What the task requires: Copy out, exactly and with nothing else, the stretch of lines that starts at the line containing "let paths = glob::glob(&expanded).map_err(|source|" and finishes at the end of the data.

[Start of section]

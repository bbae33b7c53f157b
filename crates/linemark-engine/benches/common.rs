/// A document touching every line category, repeated `size` times.
pub fn generate_markdown_content(size: usize) -> String {
    let base = "# Title\n## Section\nParagraph with some content.\n*   Bullet point\n*   Another item\n1.  First\n2.  Second\n    fn example() {\n        println!(\"Hello\");\n    }\n> Quoted line\n[A link](http://example.net/) with trailing text.\n* * *\n";
    base.repeat(size)
}
use linemark_engine::ConvertOptions;
use serde::{Deserialize, Serialize};
use std::path::{Path, PathBuf};
use thiserror::Error;

#[derive(Debug, Error)]
pub enum ConfigError {
    #[error("Failed to read config file at {config_path}: {source}")]
    ConfigReadError {
        config_path: PathBuf,
        source: std::io::Error,
    },

    #[error("Failed to parse config file at {config_path}: {source}")]
    ConfigParseError {
        config_path: PathBuf,
        source: toml::de::Error,
    },

    #[error("Invalid include pattern {pattern:?}: {source}")]
    InvalidPattern {
        pattern: String,
        source: glob::PatternError,
    },

    #[error("Failed to expand include pattern {pattern:?}: {source}")]
    PatternExpansion {
        pattern: String,
        source: shellexpand::LookupError<std::env::VarError>,
    },

    #[error("Failed to expand include pattern: {0}")]
    GlobError(#[from] glob::GlobError),
}

fn default_extension() -> String {
    "html".to_string()
}

#[derive(Debug, Clone, PartialEq, Eq, Serialize, Deserialize)]
pub struct Config {
    /// Where rendered files are written. Output goes to stdout when unset.
    #[serde(default, skip_serializing_if = "Option::is_none")]
    pub output_dir: Option<PathBuf>,

    /// File extension for rendered files.
    #[serde(default = "default_extension")]
    pub extension: String,

    /// Drop blank lines instead of rendering them as rules.
    #[serde(default)]
    pub skip_blank_lines: bool,

    /// Glob patterns converted when no paths are given on the command line.
    #[serde(default, skip_serializing_if = "Vec::is_empty")]
    pub include: Vec<String>,
}

impl Default for Config {
    fn default() -> Self {
        Self {
            output_dir: None,
            extension: default_extension(),
            skip_blank_lines: false,
            include: Vec::new(),
        }
    }
}

impl Config {
    pub fn load_from_path<P: AsRef<Path>>(config_path: P) -> Result<Option<Self>, ConfigError> {
        let config_path = config_path.as_ref();
        if !config_path.exists() {
            return Ok(None);
        }

        let content = std::fs::read_to_string(config_path).map_err(|source| {
            ConfigError::ConfigReadError {
                config_path: config_path.to_path_buf(),
                source,
            }
        })?;

        let mut config: Config =
            toml::from_str(&content).map_err(|source| ConfigError::ConfigParseError {
                config_path: config_path.to_path_buf(),
                source,
            })?;

        // Expand shell variables and tilde in the loaded output path
        config.output_dir = config
            .output_dir
            .map(|dir| Self::expand_path(&dir).unwrap_or(dir));

        Ok(Some(config))
    }

    pub fn load() -> Result<Option<Self>, ConfigError> {
        let config_path = Self::config_path();
        Self::load_from_path(&config_path)
    }

    pub fn save_to_path<P: AsRef<Path>>(&self, config_path: P) -> anyhow::Result<()> {
        let config_path = config_path.as_ref();
        if let Some(parent) = config_path.parent() {
            std::fs::create_dir_all(parent)?;
        }
        let content = toml::to_string_pretty(self)?;
        std::fs::write(config_path, content)?;
        Ok(())
    }

    pub fn save(&self) -> anyhow::Result<()> {
        let config_path = Self::config_path();
        self.save_to_path(&config_path)
    }

    pub fn config_path() -> PathBuf {
        let config_dir = shellexpand::tilde("~/.config/linemark");
        PathBuf::from(config_dir.as_ref()).join("config.toml")
    }

    pub fn convert_options(&self) -> ConvertOptions {
        ConvertOptions {
            skip_blank_lines: self.skip_blank_lines,
        }
    }

    /// Expands the `include` globs into a sorted, de-duplicated file list.
    pub fn resolve_includes(&self) -> Result<Vec<PathBuf>, ConfigError> {
        let mut files = Vec::new();
        for pattern in &self.include {
            let expanded =
                shellexpand::full(pattern).map_err(|source| ConfigError::PatternExpansion {
                    pattern: pattern.clone(),
                    source,
                })?;
            let paths = glob::glob(&expanded).map_err(|source| ConfigError::InvalidPattern {
                pattern: pattern.clone(),
                source,
            })?;
            for path in paths {
                files.push(path?);
            }
        }
        files.sort();
        files.dedup();
        Ok(files)
    }

    fn expand_path(path: &Path) -> Option<PathBuf> {
        let path_str = path.to_string_lossy();
        match shellexpand::full(&path_str) {
            Ok(expanded) => Some(PathBuf::from(expanded.as_ref())),
            Err(_) => None,
        }
    }
}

[End of section]

Final answer:
            let paths = glob::glob(&expanded).map_err(|source| ConfigError::InvalidPattern {
                pattern: pattern.clone(),
                source,
            })?;
            for path in paths {
                files.push(path?);
            }
        }
        files.sort();
        files.dedup();
        Ok(files)
    }

    fn expand_path(path: &Path) -> Option<PathBuf> {
        let path_str = path.to_string_lossy();
        match shellexpand::full(&path_str) {
            Ok(expanded) => Some(PathBuf::from(expanded.as_ref())),
            Err(_) => None,
        }
    }
}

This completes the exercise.